About this exercise.
Copy exactly, please, the lines of the data from its start through the line containing "offsets in range".

:: Available records

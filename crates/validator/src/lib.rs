//! regvm validator: static checks on contract records.
//!
//! The validator runs before a record is trusted: the engine calls it
//! before saving a record and (by default) after loading one. It collects
//! ALL errors rather than stopping at the first.
//!
//! # Usage
//!
//! ```
//! use regvm_common::{ContractRecord, Instruction, Opcode};
//! use regvm_validator::validate;
//!
//! let code = Instruction::bare(Opcode::End).encode();
//! let record = ContractRecord::new(code, "owner").with_function("main", 0);
//! assert!(validate(&record).is_ok());
//! ```
//!
//! # Passes
//!
//! 1. **Limits**: logical length vs buffer, entry offsets in range
//! 2. **Structural**: per-function instruction scan to a terminator, with
//!    operand rules applied per instruction shape

pub mod error;
pub mod limits;
pub mod rules;
pub mod structural;

pub use error::ValidationError;
pub use rules::{OperandRules, PermissiveRules, StrictRules};

use regvm_common::ContractRecord;
use tracing::debug;

/// Validate a record with the default (permissive) operand rules.
pub fn validate(record: &ContractRecord) -> Result<(), Vec<ValidationError>> {
    validate_with(record, &PermissiveRules)
}

/// Validate a record with a caller-supplied rule set.
pub fn validate_with<R: OperandRules + ?Sized>(
    record: &ContractRecord,
    rules: &R,
) -> Result<(), Vec<ValidationError>> {
    // Pass 1: Limits
    let mut all_errors = limits::check_limits(record);

    // Pass 2: Structural. Functions with out-of-range entries were already
    // reported by the limits pass.
    let code = record.code();
    let scannable: Vec<_> = record
        .functions
        .iter()
        .filter(|f| f.offset < code.len())
        .cloned()
        .collect();
    all_errors.extend(structural::check_structural(code, &scannable, rules));

    debug!(
        functions = record.functions.len(),
        code_len = code.len(),
        errors = all_errors.len(),
        "validated contract record"
    );

    if all_errors.is_empty() {
        Ok(())
    } else {
        Err(all_errors)
    }
}

/// Boolean form of [`validate`].
pub fn is_valid(record: &ContractRecord) -> bool {
    validate(record).is_ok()
}

#[cfg(test)]
mod tests {
    use super::*;
    use regvm_common::{encode_all, Instruction, Opcode, Operand};

    fn end() -> Instruction {
        Instruction::bare(Opcode::End)
    }

    #[test]
    fn minimal_valid_record() {
        let record = ContractRecord::new(end().encode(), "o").with_function("main", 0);
        assert!(validate(&record).is_ok());
        assert!(is_valid(&record));
    }

    #[test]
    fn empty_function_table_is_vacuously_valid() {
        let record = ContractRecord::new(vec![255, 255], "o");
        assert!(is_valid(&record));
    }

    #[test]
    fn out_of_range_entry_reported_once() {
        let record = ContractRecord::new(end().encode(), "o").with_function("far", 40);
        let errors = validate(&record).unwrap_err();
        assert_eq!(errors.len(), 1);
        assert!(matches!(
            errors[0],
            ValidationError::EntryOutOfBounds { offset: 40, .. }
        ));
    }

    #[test]
    fn multiple_errors_collected() {
        let mut code = encode_all(&[
            Instruction::source_only(Opcode::Push, Operand::Register(0)),
            end(),
        ]);
        code.push(250);
        let mut record = ContractRecord::new(code, "o")
            .with_function("main", 0)
            .with_function("junk", 4);
        record.byte_code_len = 10;
        let errors = validate(&record).unwrap_err();
        assert!(errors
            .iter()
            .any(|e| matches!(e, ValidationError::LengthExceedsBuffer { .. })));
        assert!(errors
            .iter()
            .any(|e| matches!(e, ValidationError::UnknownOpcode { at: 4, byte: 250 })));
    }

    #[test]
    fn logical_length_hides_trailing_terminator() {
        let code = encode_all(&[
            Instruction::source_only(Opcode::Push, Operand::Register(0)),
            end(),
        ]);
        let mut record = ContractRecord::new(code, "o").with_function("main", 0);
        record.byte_code_len = 3;
        assert_eq!(
            validate(&record),
            Err(vec![ValidationError::MissingTerminator {
                function: "main".into()
            }])
        );
    }

    #[test]
    fn strict_rules_reject_what_permissive_accepts() {
        let code = encode_all(&[
            Instruction::dest_only(Opcode::Data, Operand::Register(0)),
            end(),
        ]);
        let record = ContractRecord::new(code, "o").with_function("main", 0);
        assert!(validate(&record).is_ok());
        let errors = validate_with(&record, &StrictRules).unwrap_err();
        assert!(matches!(
            errors[0],
            ValidationError::IllegalOperand {
                at: 0,
                opcode: Opcode::Data,
                ..
            }
        ));
    }
}
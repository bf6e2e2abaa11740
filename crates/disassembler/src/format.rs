//! Text form of operands and instructions.
//!
//! ```text
//! #5          immediate
//! r0          register
//! [0x0010]    absolute memory
//! [r3]        register-indirect memory
//! ```

use regvm_common::{Instruction, Operand};

/// Render one operand.
pub fn operand(op: &Operand) -> String {
    match *op {
        Operand::Immediate(v) => format!("#{v}"),
        Operand::Register(r) => format!("r{r}"),
        Operand::Memory(a) => format!("[{a:#06x}]"),
        Operand::Indirect(r) => format!("[r{r}]"),
    }
}

/// Render one instruction: mnemonic, then bit, source and destination in
/// encoding order, comma separated.
pub fn instruction(instr: &Instruction) -> String {
    let mut parts = Vec::with_capacity(3);
    if let Some(bit) = instr.bit {
        parts.push(bit.to_string());
    }
    if let Some(src) = &instr.source {
        parts.push(operand(src));
    }
    if let Some(dst) = &instr.dest {
        parts.push(operand(dst));
    }

    let mnemonic = instr.opcode.mnemonic();
    if parts.is_empty() {
        mnemonic.to_string()
    } else {
        format!("{mnemonic} {}", parts.join(", "))
    }
}
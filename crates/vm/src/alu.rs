//! Arithmetic and logic on 64-bit signed cells, plus the compare flags.
//!
//! All operations take `a` (the source value) and `b` (the destination's
//! current value) and produce the value written back to the destination.

use crate::error::Fault;
use regvm_common::Opcode;

/// Flags set by CMP and read by the conditional jumps.
#[derive(Debug, Clone, Copy, Default, PartialEq, Eq)]
pub struct CompareFlags {
    pub eq: bool,
    pub ne: bool,
    pub lt: bool,
    pub le: bool,
    pub gt: bool,
    pub ge: bool,
}

impl CompareFlags {
    /// Flags for `a` compared against `b`.
    pub fn compare(a: i64, b: i64) -> Self {
        Self {
            eq: a == b,
            ne: a != b,
            lt: a < b,
            le: a <= b,
            gt: a > b,
            ge: a >= b,
        }
    }
}

/// Number of bits in a cell. Bit and shift operands index below this.
pub const CELL_BITS: u8 = 64;

/// Compute `opcode` over `a` and `b`.
///
/// `bit` is the literal bit byte of SET, CLR, ROL and ROR and is ignored by
/// the other operations. CMP has no result value and is rejected here.
pub fn compute(opcode: Opcode, a: i64, b: i64, bit: u8) -> Result<i64, Fault> {
    Ok(match opcode {
        Opcode::Add => a.wrapping_add(b),
        Opcode::Sub => a.wrapping_sub(b),
        Opcode::Mul => a.wrapping_mul(b),
        Opcode::Div => {
            if b == 0 {
                return Err(Fault::DivideByZero);
            }
            a.wrapping_div(b)
        }
        Opcode::And => a & b,
        Opcode::Or => a | b,
        Opcode::Xor => a ^ b,
        Opcode::Not => !a,
        Opcode::Inc => a.wrapping_add(1),
        Opcode::Dec => a.wrapping_sub(1),
        Opcode::Rol => a.wrapping_shl(shift_count(bit)),
        Opcode::Ror => ((a as u64).wrapping_shr(shift_count(bit))) as i64,
        Opcode::Set => a | (1i64 << bit_index(bit)?),
        Opcode::Clr => a & !(1i64 << bit_index(bit)?),
        _ => return Err(Fault::IllegalOpcode),
    })
}

fn shift_count(bit: u8) -> u32 {
    (bit & (CELL_BITS - 1)) as u32
}

fn bit_index(bit: u8) -> Result<u32, Fault> {
    if bit >= CELL_BITS {
        return Err(Fault::IllegalDestination);
    }
    Ok(bit as u32)
}

#[cfg(test)]
mod tests {
    use super::*;

    #[test]
    fn arithmetic_wraps() {
        assert_eq!(compute(Opcode::Add, i64::MAX, 1, 0), Ok(i64::MIN));
        assert_eq!(compute(Opcode::Sub, i64::MIN, 1, 0), Ok(i64::MAX));
        assert_eq!(compute(Opcode::Mul, i64::MAX, 2, 0), Ok(-2));
        assert_eq!(compute(Opcode::Inc, i64::MAX, 0, 0), Ok(i64::MIN));
        assert_eq!(compute(Opcode::Dec, i64::MIN, 0, 0), Ok(i64::MAX));
    }

    #[test]
    fn sub_is_source_minus_dest() {
        assert_eq!(compute(Opcode::Sub, 10, 3, 0), Ok(7));
    }

    #[test]
    fn div_truncates_and_guards_zero() {
        assert_eq!(compute(Opcode::Div, -7, 2, 0), Ok(-3));
        assert_eq!(compute(Opcode::Div, 1, 0, 0), Err(Fault::DivideByZero));
        assert_eq!(compute(Opcode::Div, i64::MIN, -1, 0), Ok(i64::MIN));
    }

    #[test]
    fn bitwise() {
        assert_eq!(compute(Opcode::And, 0b1100, 0b1010, 0), Ok(0b1000));
        assert_eq!(compute(Opcode::Or, 0b1100, 0b1010, 0), Ok(0b1110));
        assert_eq!(compute(Opcode::Xor, 0b1100, 0b1010, 0), Ok(0b0110));
        assert_eq!(compute(Opcode::Not, 0, 99, 0), Ok(-1));
    }

    #[test]
    fn shifts_are_logical_and_masked() {
        assert_eq!(compute(Opcode::Rol, 1, 0, 4), Ok(16));
        assert_eq!(compute(Opcode::Ror, -1, 0, 60), Ok(0xF));
        assert_eq!(compute(Opcode::Rol, 1, 0, 65), Ok(2));
    }

    #[test]
    fn set_and_clear_bits() {
        assert_eq!(compute(Opcode::Set, 0, 0, 63), Ok(i64::MIN));
        assert_eq!(compute(Opcode::Clr, -1, 0, 0), Ok(-2));
        assert_eq!(
            compute(Opcode::Set, 0, 0, 64),
            Err(Fault::IllegalDestination)
        );
    }

    #[test]
    fn compare_sets_all_six() {
        let f = CompareFlags::compare(1, 2);
        assert!(f.ne && f.lt && f.le && !f.eq && !f.gt && !f.ge);
        let f = CompareFlags::compare(5, 5);
        assert!(f.eq && f.le && f.ge && !f.ne && !f.lt && !f.gt);
    }

    #[test]
    fn non_alu_opcode_rejected() {
        assert_eq!(compute(Opcode::Cmp, 1, 1, 0), Err(Fault::IllegalOpcode));
    }
}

::::

Your solution.
filename crates/validator/src/lib.rs
//! regvm validator: static checks on contract records.
//!
//! The validator runs before a record is trusted: the engine calls it
//! before saving a record and (by default) after loading one. It collects
//! ALL errors rather than stopping at the first.
//!
//! # Usage
//!
//! ```
//! use regvm_common::{ContractRecord, Instruction, Opcode};
//! use regvm_validator::validate;
//!
//! let code = Instruction::bare(Opcode::End).encode();
//! let record = ContractRecord::new(code, "owner").with_function("main", 0);
//! assert!(validate(&record).is_ok());
//! ```
//!
//! # Passes
//!
//! 1. **Limits**: logical length vs buffer, entry offsets in range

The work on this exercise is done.